*** Opening of DATASET EXTRACT ***

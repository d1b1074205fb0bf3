//! Honeypot traps.
//!
//! Each trap is invisible or irrelevant to a person using the page but easy
//! for automation to walk into. Every trigger is appended to the session's
//! [`HoneypotState`], whose aggregate confidence only ever goes up.

pub mod hidden_field;
pub mod invisible_link;
pub mod js_execution;
pub mod pointer;
pub mod sequence;
pub mod timing;

pub use hidden_field::{DecoyField, HiddenFieldTrap};
pub use invisible_link::{DecoyLink, InvisibleLinkTrap};
pub use js_execution::{JsChallenge, JsExecutionTrap, Verification};
pub use pointer::{ClickPositionTrap, MouseMovementTrap, TargetRect};
pub use sequence::SequenceTrap;
pub use timing::TimingTrap;

use crate::clock::Clock;
use crate::config::TrapConfig;
use crate::environment::EnvironmentDescriptor;
use crate::error::ShieldError;
use serde::{Deserialize, Serialize};
use std::collections::HashMap;
use std::sync::Arc;
use tracing::{debug, info};

/// Timing trap armed for the first generic page interaction.
pub const PAGE_INTERACTION: &str = "page-interaction";

/// Trap kinds.
#[derive(Debug, Clone, Copy, PartialEq, Eq, Hash, Serialize, Deserialize)]
#[serde(rename_all = "kebab-case")]
pub enum TrapType {
    HiddenField,
    InvisibleLink,
    Timing,
    Sequence,
    JsExecution,
    MouseMovement,
    ClickPosition,
}

impl TrapType {
    pub fn as_str(&self) -> &'static str {
        match self {
            TrapType::HiddenField => "hidden-field",
            TrapType::InvisibleLink => "invisible-link",
            TrapType::Timing => "timing",
            TrapType::Sequence => "sequence",
            TrapType::JsExecution => "js-execution",
            TrapType::MouseMovement => "mouse-movement",
            TrapType::ClickPosition => "click-position",
        }
    }
}

/// What a trap reports when it fires, before it is stamped.
#[derive(Debug, Clone, PartialEq)]
pub struct TrapHit {
    pub confidence: u8,
    pub details: String,
}

impl TrapHit {
    pub fn new(confidence: u8, details: impl Into<String>) -> Self {
        Self {
            confidence: confidence.min(100),
            details: details.into(),
        }
    }
}

/// One trap activation. Append-only.
#[derive(Debug, Clone, PartialEq, Serialize, Deserialize)]
#[serde(rename_all = "camelCase")]
pub struct TrapEvent {
    pub trap_type: TrapType,
    pub confidence: u8,
    pub details: String,
    pub timestamp: f64,
}

/// Aggregate honeypot state of one session.
#[derive(Debug, Clone, Default, PartialEq, Serialize, Deserialize)]
#[serde(rename_all = "camelCase")]
pub struct HoneypotState {
    pub traps_triggered: Vec<TrapEvent>,
    pub is_bot: bool,
    /// Sum of trap confidences, capped at 100; never decreases
    pub confidence: u8,
}

impl HoneypotState {
    /// Append a trap event and raise the aggregate confidence.
    pub fn record(&mut self, event: TrapEvent, bot_threshold: u8) {
        self.confidence = self.confidence.saturating_add(event.confidence).min(100);
        self.traps_triggered.push(event);
        if !self.is_bot && self.confidence >= bot_threshold {
            self.is_bot = true;
        }
    }

    pub fn has_triggered(&self) -> bool {
        !self.traps_triggered.is_empty()
    }

    /// Number of activations of one trap kind.
    pub fn count(&self, trap_type: TrapType) -> usize {
        self.traps_triggered
            .iter()
            .filter(|e| e.trap_type == trap_type)
            .count()
    }
}

/// A decoy element for the host page to mount.
#[derive(Debug, Clone, PartialEq)]
pub enum Decoy {
    Field(DecoyField),
    Link(DecoyLink),
}

/// Host page capability for mounting decoys and reading them back.
pub trait TrapHost: Send + Sync {
    /// Insert a decoy into the page. Fails if the page is not ready.
    fn mount(&mut self, decoy: &Decoy) -> Result<(), ShieldError>;

    /// Remove a previously mounted decoy.
    fn unmount(&mut self, decoy: &Decoy) -> Result<(), ShieldError>;

    /// Current value of a form field, if present.
    fn field_value(&self, name: &str) -> Option<String>;
}

/// All traps of one session plus their shared state.
pub struct TrapRegistry {
    config: TrapConfig,
    clock: Arc<dyn Clock>,
    state: HoneypotState,
    hidden_field: HiddenFieldTrap,
    link: InvisibleLinkTrap,
    timers: HashMap<String, TimingTrap>,
    sequence: SequenceTrap,
    js: JsExecutionTrap,
    movement: MouseMovementTrap,
    clicks: ClickPositionTrap,
}

impl TrapRegistry {
    pub fn new(config: TrapConfig, clock: Arc<dyn Clock>) -> Self {
        Self {
            hidden_field: HiddenFieldTrap::new(
                &config.hidden_field_name,
                &config.hidden_field_autocomplete,
            ),
            link: InvisibleLinkTrap::new(&config.link_path_prefix),
            timers: HashMap::new(),
            sequence: SequenceTrap::new(
                config.sequence_history,
                config.min_step_interval_ms,
                config.impossible_sequences.clone(),
            ),
            js: JsExecutionTrap::new(&config.challenge_secret, config.challenge_validity_seconds),
            movement: MouseMovementTrap::new(config.min_movement_px),
            clicks: ClickPositionTrap::new(
                config.center_tolerance_px,
                config.round_coordinate_modulus,
            ),
            state: HoneypotState::default(),
            clock,
            config,
        }
    }

    pub fn state(&self) -> &HoneypotState {
        &self.state
    }

    fn fire(&mut self, trap_type: TrapType, hit: TrapHit) {
        info!(
            trap = trap_type.as_str(),
            confidence = hit.confidence,
            details = %hit.details,
            "Honeypot trap triggered"
        );
        let event = TrapEvent {
            trap_type,
            confidence: hit.confidence,
            details: hit.details,
            timestamp: self.clock.now_ms(),
        };
        self.state.record(event, self.config.bot_threshold);
    }

    /// Mount the off-screen decoy field. Returns false (trap not armed) when
    /// the host cannot take it.
    pub fn arm_hidden_field(&mut self, host: &mut dyn TrapHost) -> bool {
        match self.hidden_field.arm(host) {
            Ok(()) => true,
            Err(err) => {
                debug!(error = %err, "Hidden-field trap not armed");
                false
            }
        }
    }

    /// Read the decoy field back from the host.
    pub fn check_hidden_field(&mut self, host: &dyn TrapHost) -> bool {
        if !self.hidden_field.is_armed() {
            return false;
        }
        let value = host.field_value(self.hidden_field.name());
        self.check_hidden_field_value(value.as_deref())
    }

    /// Check a submitted value of the decoy field.
    pub fn check_hidden_field_value(&mut self, value: Option<&str>) -> bool {
        match self.hidden_field.check(value) {
            Some(hit) => {
                self.fire(TrapType::HiddenField, hit);
                true
            }
            None => false,
        }
    }

    pub fn hidden_field(&self) -> &HiddenFieldTrap {
        &self.hidden_field
    }

    /// Mount the invisible link. Returns false when the host cannot take it.
    pub fn arm_invisible_link(&mut self, host: &mut dyn TrapHost) -> bool {
        match self.link.arm(host) {
            Ok(()) => true,
            Err(err) => {
                debug!(error = %err, "Invisible-link trap not armed");
                false
            }
        }
    }

    /// Take both decoys off the page, ahead of a reset that re-mounts them
    /// with fresh tokens.
    pub fn disarm_decoys(&mut self, host: &mut dyn TrapHost) {
        if let Err(err) = self.hidden_field.disarm(host) {
            debug!(error = %err, "Decoy field not removed");
        }
        if let Err(err) = self.link.disarm(host) {
            debug!(error = %err, "Invisible link not removed");
        }
    }

    pub fn invisible_link(&self) -> &InvisibleLinkTrap {
        &self.link
    }

    /// Report a request for the invisible-link endpoint. Accepts the full
    /// path or the bare token; returns false if it is not this session's link.
    pub fn report_link_hit(&mut self, path: &str) -> bool {
        match self.link.hit(path) {
            Some(hit) => {
                self.fire(TrapType::InvisibleLink, hit);
                true
            }
            None => false,
        }
    }

    /// Start (or restart) a named timing trap.
    pub fn start_timing(&mut self, action: &str, min_ms: f64) {
        let now = self.clock.now_ms();
        self.timers
            .entry(action.to_string())
            .or_insert_with(|| TimingTrap::new(min_ms))
            .start(now, min_ms);
    }

    /// Complete a named timing trap. One-shot: the trap disarms afterwards.
    pub fn check_timing(&mut self, action: &str) -> bool {
        let now = self.clock.now_ms();
        let hit = match self.timers.get_mut(action) {
            Some(trap) => trap.check(now, action),
            None => None,
        };
        match hit {
            Some(hit) => {
                self.fire(TrapType::Timing, hit);
                true
            }
            None => false,
        }
    }

    pub fn timing_pending(&self, action: &str) -> bool {
        self.timers.get(action).is_some_and(|t| t.is_pending())
    }

    /// Record a navigation step. Returns true if it tripped the sequence trap.
    pub fn record_step(&mut self, step: &str) -> bool {
        let now = self.clock.now_ms();
        let hits = self.sequence.record(step, now);
        let fired = !hits.is_empty();
        for hit in hits {
            self.fire(TrapType::Sequence, hit);
        }
        fired
    }

    pub fn steps(&self) -> Vec<String> {
        self.sequence.steps()
    }

    /// Issue a JS-execution challenge bound to `env`.
    pub fn issue_js_challenge(&mut self, env: &EnvironmentDescriptor) -> JsChallenge {
        self.js.issue(env)
    }

    /// Verify the answer to the outstanding challenge. Returns true on pass.
    pub fn verify_js(&mut self, token: &str) -> bool {
        match self.js.verify(token) {
            Verification::Passed => true,
            Verification::Mismatch(hit) => {
                self.fire(TrapType::JsExecution, hit);
                false
            }
            Verification::Expired => {
                debug!("JS challenge answered after expiry");
                false
            }
            Verification::NotIssued => false,
        }
    }

    pub fn record_mouse_movement(&mut self, x: f64, y: f64) {
        self.movement.record(x, y);
    }

    pub fn movement_count(&self) -> u32 {
        self.movement.count()
    }

    pub fn has_mouse_movement(&self) -> bool {
        self.movement.has_movement()
    }

    /// Check a click against its target. Returns true if it looked scripted.
    pub fn check_click(&mut self, x: f64, y: f64, target: Option<&TargetRect>) -> bool {
        match self.clicks.check(x, y, target) {
            Some(hit) => {
                self.fire(TrapType::ClickPosition, hit);
                true
            }
            None => false,
        }
    }

    /// Clear all trap state and rotate per-session tokens.
    pub fn reset(&mut self) {
        *self = Self::new(self.config.clone(), self.clock.clone());
    }
}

*** Close of DATASET EXTRACT ***

> _PROMPT_
Please copy the lines in the records above between the one holding "pub fn has_triggered(&self)" and the one holding "is not ready.", inclusive, exactly and with no other line.

> _SOLUTION BELOW_
    pub fn has_triggered(&self) -> bool {
        !self.traps_triggered.is_empty()
    }

    /// Number of activations of one trap kind.
    pub fn count(&self, trap_type: TrapType) -> usize {
        self.traps_triggered
            .iter()
            .filter(|e| e.trap_type == trap_type)
            .count()
    }
}

/// A decoy element for the host page to mount.
#[derive(Debug, Clone, PartialEq)]
pub enum Decoy {
    Field(DecoyField),
    Link(DecoyLink),
}

/// Host page capability for mounting decoys and reading them back.
pub trait TrapHost: Send + Sync {
    /// Insert a decoy into the page. Fails if the page is not ready.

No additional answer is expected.